A Cashless iPhone Society

nocash.jpgApple isn’t trying to create a communist worker’s paradise but the electronics maker is no longer accepting cash for the popular iPhone. Apple now only accepts credit and debit card purchases at its stores. Carl Marx must be rolling in his dustbin.

IDC tech analyst Chris Hazelton says this is the latest example of Apple trying to keep tight control of the iPhone. Apple currently controls which carrier the iPhone works on and what programs the phone runs.

Apple spokeswoman Natalie Kerris says the credit-only policy announced last week is meant to discourage people from buying iPhones in hopes of reselling them for a profit. Credit sales make it easier for Apple to track bulk buyers. Resellers do good business on eBay, where around a 1000 iPhones are up for sale daily. Unlocked iPhones can be sold for more than locked iPhones at the Apple store.

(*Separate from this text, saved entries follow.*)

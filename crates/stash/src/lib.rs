//! Tiered named-blob storage.
//!
//! Content (usually JSON) is stored under hierarchical keys in two tiers:
//! - **local**: files under `{WorkingRoot}/storage/`, always written,
//!   always read first
//! - **remote**: an optional document store consulted when the local file
//!   is missing or empty; hits are written back to the local tier
//!
//! # Quick Start
//!
//! ```rust,no_run
//! use stash::TieredStorage;
//! use serde_json::json;
//!
//! // Local only, rooted at a fixed directory
//! let storage = TieredStorage::at_path("/var/lib/reader");
//!
//! // Writes /var/lib/reader/storage/books/123.json
//! storage.save(["books", "123"], &json!({"title": "Foo"}), false).unwrap();
//!
//! let text = storage.get(["books", "123"]).unwrap();
//! assert_eq!(text.as_deref(), Some(r#"{"title":"Foo"}"#));
//! ```
//!
//! With a remote tier:
//!
//! ```rust,no_run
//! use std::sync::Arc;
//! use stash::{RemoteTier, SqliteRemote, TieredStorage};
//! use stashconf::WorkDirResolver;
//!
//! let remote = SqliteRemote::open("/mnt/shared/stash.db", "storage").unwrap();
//! let storage = TieredStorage::new(
//!     Arc::new(WorkDirResolver::from_host(None)),
//!     RemoteTier::new(Arc::new(remote)),
//! );
//! let _ = storage.get(["users", "alice", "bookshelf"]);
//! ```
//!
//! # Consistency
//!
//! No transactions span the tiers. Writes are last-writer-wins in both;
//! see [`remote`] for the upsert race.

pub mod codec;
pub mod error;
pub mod key;
pub mod local;
pub mod record;
pub mod remote;
pub mod sqlite;
pub mod storage;

// Re-exports for convenience
pub use codec::{Codec, CodecError, JsonCodec};
pub use error::{Result, StorageError};
pub use key::{to_relative_path, IntoStorageKey, KeyError, StorageKey, CONTENT_SUFFIX};
pub use local::LocalCacheTier;
pub use record::RemoteRecord;
pub use remote::{MemoryRemote, RemoteStore, RemoteTier, ReplaceOutcome};
pub use sqlite::SqliteRemote;
pub use storage::{TieredStorage, STORAGE_DIR};
//! Remote tier record shape.

use chrono::Utc;
use serde::{Deserialize, Serialize};

/// One remote document per distinct relative path.
///
/// `path` is the relative path produced by
/// [`StorageKey::relative_path`](crate::StorageKey::relative_path), the
/// same string the local tier uses under its storage root.
#[derive(Debug, Clone, PartialEq, Eq, Serialize, Deserialize)]
pub struct RemoteRecord {
    pub path: String,
    pub content: String,
    /// Milliseconds since the Unix epoch of the last write.
    pub updated_at: i64,
}

impl RemoteRecord {
    /// A fresh record stamped with the current time.
    pub fn new(path: impl Into<String>, content: impl Into<String>) -> Self {
        Self {
            path: path.into(),
            content: content.into(),
            updated_at: now_millis(),
        }
    }

    /// Replace the content and bump `updated_at`.
    pub fn update(&mut self, content: impl Into<String>) {
        self.content = content.into();
        self.updated_at = now_millis();
    }
}

pub(crate) fn now_millis() -> i64 {
    Utc::now().timestamp_millis()
}

#[cfg(test)]
mod tests {
    use super::*;

    #[test]
    fn test_new_is_stamped() {
        let before = now_millis();
        let record = RemoteRecord::new("books/1.json", "{}");
        assert_eq!(record.path, "books/1.json");
        assert_eq!(record.content, "{}");
        assert!(record.updated_at >= before);
    }

    #[test]
    fn test_update_bumps_timestamp() {
        let mut record = RemoteRecord {
            path: "a.json".to_string(),
            content: "old".to_string(),
            updated_at: 0,
        };
        record.update("new");
        assert_eq!(record.content, "new");
        assert!(record.updated_at > 0);
    }

    #[test]
    fn test_serde_field_names() {
        let record = RemoteRecord {
            path: "a.json".to_string(),
            content: "x".to_string(),
            updated_at: 42,
        };
        let value = serde_json::to_value(&record).unwrap();
        assert_eq!(value["path"], "a.json");
        assert_eq!(value["content"], "x");
        assert_eq!(value["updated_at"], 42);
    }
}
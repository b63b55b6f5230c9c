//! StorageKey: hierarchical key segments and their relative path.
//!
//! A key like `["books", "123"]` maps to `books/123.json`. That relative
//! path is used twice: under `{root}/storage/` on local disk, and verbatim
//! as the remote record's lookup key. Both tiers must agree on it or
//! backfill would write to the wrong place, so it is derived in exactly
//! one place.

use std::borrow::Cow;
use std::fmt;
use std::path::{PathBuf, MAIN_SEPARATOR};

use thiserror::Error;

/// Extension appended to the item name.
pub const CONTENT_SUFFIX: &str = ".json";

/// Errors that can occur when building a storage key.
#[derive(Debug, Error, PartialEq, Eq)]
pub enum KeyError {
    #[error("storage key has no segments")]
    Empty,

    #[error("storage key has an empty item name")]
    EmptyName,

    #[error("reserved path segment in storage key: {0:?}")]
    Reserved(String),
}

/// An ordered key: namespace segments followed by an item name.
///
/// Empty namespace segments are dropped on construction, so `["a", "", "c"]`
/// and `["a", "c"]` are the same key.
#[derive(Debug, Clone, PartialEq, Eq, Hash)]
pub struct StorageKey {
    namespace: Vec<String>,
    name: String,
}

impl StorageKey {
    /// Build a key from segments. The last segment is the item name.
    pub fn new<I, S>(segments: I) -> Result<Self, KeyError>
    where
        I: IntoIterator<Item = S>,
        S: AsRef<str>,
    {
        let mut segments: Vec<String> = segments
            .into_iter()
            .map(|s| s.as_ref().to_string())
            .collect();

        let name = segments.pop().ok_or(KeyError::Empty)?;
        if name.is_empty() {
            return Err(KeyError::EmptyName);
        }

        if let Some(bad) = segments
            .iter()
            .chain(std::iter::once(&name))
            .find(|s| *s == "." || *s == "..")
        {
            return Err(KeyError::Reserved(bad.clone()));
        }

        segments.retain(|s| !s.is_empty());

        Ok(Self {
            namespace: segments,
            name,
        })
    }

    /// The item name (last segment).
    pub fn name(&self) -> &str {
        &self.name
    }

    /// Namespace segments, empty ones already removed.
    pub fn namespace(&self) -> &[String] {
        &self.namespace
    }

    /// Relative path of the content file, e.g. `books/123.json`.
    ///
    /// Never starts with a separator. Separators inside a segment are
    /// percent-escaped so a segment always stays one path component.
    pub fn relative_path(&self) -> String {
        let mut path = String::new();
        for segment in &self.namespace {
            path.push(MAIN_SEPARATOR);
            path.push_str(&escape_segment(segment));
        }
        path.push(MAIN_SEPARATOR);
        path.push_str(&escape_segment(&self.name));
        path.push_str(CONTENT_SUFFIX);

        match path.strip_prefix(MAIN_SEPARATOR) {
            Some(stripped) => stripped.to_string(),
            None => path,
        }
    }

    /// [`relative_path`](Self::relative_path) as a `PathBuf`.
    pub fn to_path(&self) -> PathBuf {
        PathBuf::from(self.relative_path())
    }
}

impl fmt::Display for StorageKey {
    fn fmt(&self, f: &mut fmt::Formatter<'_>) -> fmt::Result {
        for segment in &self.namespace {
            write!(f, "{}/", segment)?;
        }
        write!(f, "{}", self.name)
    }
}

/// Relative path for raw segments. See [`StorageKey::relative_path`].
pub fn to_relative_path<I, S>(segments: I) -> Result<String, KeyError>
where
    I: IntoIterator<Item = S>,
    S: AsRef<str>,
{
    StorageKey::new(segments).map(|key| key.relative_path())
}

fn escape_segment(segment: &str) -> Cow<'_, str> {
    if !segment.contains(['%', '/', '\\']) {
        return Cow::Borrowed(segment);
    }

    let mut escaped = String::with_capacity(segment.len() + 4);
    for c in segment.chars() {
        match c {
            '%' => escaped.push_str("%25"),
            '/' => escaped.push_str("%2F"),
            '\\' => escaped.push_str("%5C"),
            other => escaped.push(other),
        }
    }
    Cow::Owned(escaped)
}

/// Anything that can name a stored item.
pub trait IntoStorageKey {
    fn into_storage_key(self) -> Result<StorageKey, KeyError>;
}

impl IntoStorageKey for StorageKey {
    fn into_storage_key(self) -> Result<StorageKey, KeyError> {
        Ok(self)
    }
}

impl IntoStorageKey for &StorageKey {
    fn into_storage_key(self) -> Result<StorageKey, KeyError> {
        Ok(self.clone())
    }
}

impl<S: AsRef<str>> IntoStorageKey for &[S] {
    fn into_storage_key(self) -> Result<StorageKey, KeyError> {
        StorageKey::new(self)
    }
}

impl<S: AsRef<str>, const N: usize> IntoStorageKey for [S; N] {
    fn into_storage_key(self) -> Result<StorageKey, KeyError> {
        StorageKey::new(self)
    }
}

impl<S: AsRef<str>> IntoStorageKey for Vec<S> {
    fn into_storage_key(self) -> Result<StorageKey, KeyError> {
        StorageKey::new(self)
    }
}

impl<S: AsRef<str>> IntoStorageKey for &Vec<S> {
    fn into_storage_key(self) -> Result<StorageKey, KeyError> {
        StorageKey::new(self)
    }
}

The iPhone is locked into one mobile phone carrier. In the United States that carrier is AT&T. Over the past few months people have learned how to circumvent this, so other carriers can be used. It is believed that Apple has a revenue-sharing deal with AT&T similar to those Apple worked out in Europe, so Apple loses money when a user switches to an unauthorized carrier. It is estimated that about 250,000 iPhones have been unlocked. The potential loss of revenue could be in the millions of dollars.

MobileCrunch has been following the battle between Apple and those who have been unlocking the iPhone. I have generally been more sympathetic towards Apple than the lock pickers. But restricting people to their credit cards so they are easier to track is spooky to me. If I want to pay cash for something, I don’t like it when I’m refused a sale because I didn’t bring my plastic with me. Forcing me to sign a contract with AT&T is a choice I make if I want an iPhone but restricting how I pay for the phone takes away my choices.

The only nation to experiment with a cashless society was Pol Pot’s Cambodia and that didn’t workout so well. Unfortunately, I predict the public won’t care too much and Apple will be able to get away with its experiment of a cashless iPhone society.